Снизу, справа, прибегает Аарон, он потерял свой берет, в руке у него маузер. Он мчится как сумасшедший, пересекает гребень холма (до чего это похоже на кинофильм), видит меня, подбегает, задыхаясь, с хрипом падает в выемку рядом. Отдышавшись, поворачивает ко мне голову, глаза у него совсем замученные, он говорит:
— А тебе-то зачем надо было лезть в эту кашу?
Мы лежим бок о бок на страшном, придавливающем к земле солнцепеке. Аарон свертывает сигарету и передает мне; мы затягиваемся по очереди. Потом, не говоря ни слова, он поднимается, бежит в лесок и вниз по склону; я понимаю — он хочет, чтобы я следовал за ним, он все это проделал, чтобы я последовал за ним, и мне ничего другого не остается.
— Где Аарон? — говорю я. Кёртис отвечает, что он отправился в штаб батальона; по дороге туда я его нагоняю. Он молчит, молчу и я, но мы идем бок о бок, пока не добираемся до штаба под раскидистым фиговым деревом. Там Вулф и Уотт, Эд Рольф и много других бойцов, связистов, посыльных, наблюдателей и разведчиков (Лук Хинман и Фрэнк Стаут) — все мы молча сидим рядом. Стрельба стихла, но отдельные снаряды долетают сюда и рвутся на холме за нашей спиной. На тонком лице Эда Рольфа застыла улыбка, но взгляд его неотрывно следит за снарядами: у него явно нет охоты разговаривать. Он курит сигарету «Честерфилд», которую ему прислала в письме жена, дает подымить и мне. Я уверен, он понимает, что со мной сейчас происходит, и благодарен ему за это.
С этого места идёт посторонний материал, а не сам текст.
use spidev::{SpiModeFlags, Spidev, SpidevOptions, SpidevTransfer};
use std::path::Path;

use crate::hal::{Result, Transport};

const READ: u8 = 0x80;

pub fn open<P: AsRef<Path>>(path: P, speed_hz: u32) -> std::io::Result<Spidev> {
    let mut spi = Spidev::open(path)?;
    let options = SpidevOptions::new()
        .bits_per_word(8)
        .max_speed_hz(speed_hz)
        .mode(SpiModeFlags::SPI_MODE_0)
        .build();
    spi.configure(&options)?;
    Ok(spi)
}

// 24-bit frame, MSB first: R/W, 7 address bits, 16 data bits
fn frame(read: bool, addr: u8, value: u16) -> [u8; 3] {
    let [msb, lsb] = value.to_be_bytes();
    let rw = if read { READ } else { 0 };
    [rw | (addr & !READ), msb, lsb]
}

pub struct Spi {
    dev: Spidev,
}

impl Spi {
    pub fn new(dev: Spidev) -> Self {
        Self { dev }
    }

    pub fn open<P: AsRef<Path>>(path: P, speed_hz: u32) -> std::io::Result<Self> {
        Ok(Self::new(open(path, speed_hz)?))
    }
}

impl Transport for Spi {
    fn write(&mut self, addr: u8, value: u16) -> Result<()> {
        let tx = frame(false, addr, value);
        self.dev.transfer(&mut SpidevTransfer::write(&tx))?;
        Ok(())
    }

    // Readback is clocked out on MUXOUT during the data phase of a read frame
    fn read(&mut self, addr: u8) -> Result<u16> {
        let tx = frame(true, addr, 0);
        let mut rx = [0; 3];
        self.dev.transfer(&mut SpidevTransfer::read_write(&tx, &mut rx))?;
        Ok(u16::from_be_bytes([rx[1], rx[2]]))
    }
}

#[test]
fn write_frame() {
    assert_eq!([0x24, 0x00, 0x50], frame(false, 36, 80));
    assert_eq!([0x4E, 0x12, 0x34], frame(false, 78, 0x1234));
}

#[test]
fn read_frame() {
    assert_eq!([0xFA, 0x00, 0x00], frame(true, 122, 0));
    // Address bit 7 is the R/W flag, never part of the address
    assert_eq!([0x7F, 0xFF, 0xFF], frame(false, 0xFF, 0xFFFF));
}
— Холм по ту сторону дороги, — говорит капитан Вулф, — единственное, что задерживает наше наступление на Гандесу. Бригада приказывает взять его. — Мы смотрим на нашего командира, двадцатидвухлетнего бруклинского студента, похожего на молодого Линкольна. Его серьезное лицо обросло недельной щетиной. — Что скажете, ребята? — спрашивает он.
Кое-кто из ротных командиров считает, что мы не сможем взять этот холм.
— Нам не поднять ребятишек, — говорит Аарон. — Они перепуганы насмерть, залегли на склоне — и ни туда ни сюда: и вперед не решаются пойти, и вернуться назад, к нам, боятся.
— То есть как это их не поднять? — спрашивает Вулф, и в эту минуту к нему чувствуешь ненависть. Но он сам не верит в то, что говорит. — Мы обязаны взять эту высоту: приказ бригады. 24-й батальон поддержит наступление, вместе мы возьмем этот холм. — Он долго разговаривает по телефону, но ничего определенного добиться не может. Сидит, углубившись в свои карты; он выглядит постаревшим, гораздо старше своих лет. Его нельзя не уважать — в свои двадцать два года он берет на себя такую ответственность, которую не решились бы взять на себя и люди вдвое старше. Он прирожденный командир, если такие вообще существуют, мне непонятно, откуда у человека берется такой талант. Ему не так уж нравится делать то, что он делает, но при этом он ведет себя с тем тактом, который присущ людям, верящим в свои силы.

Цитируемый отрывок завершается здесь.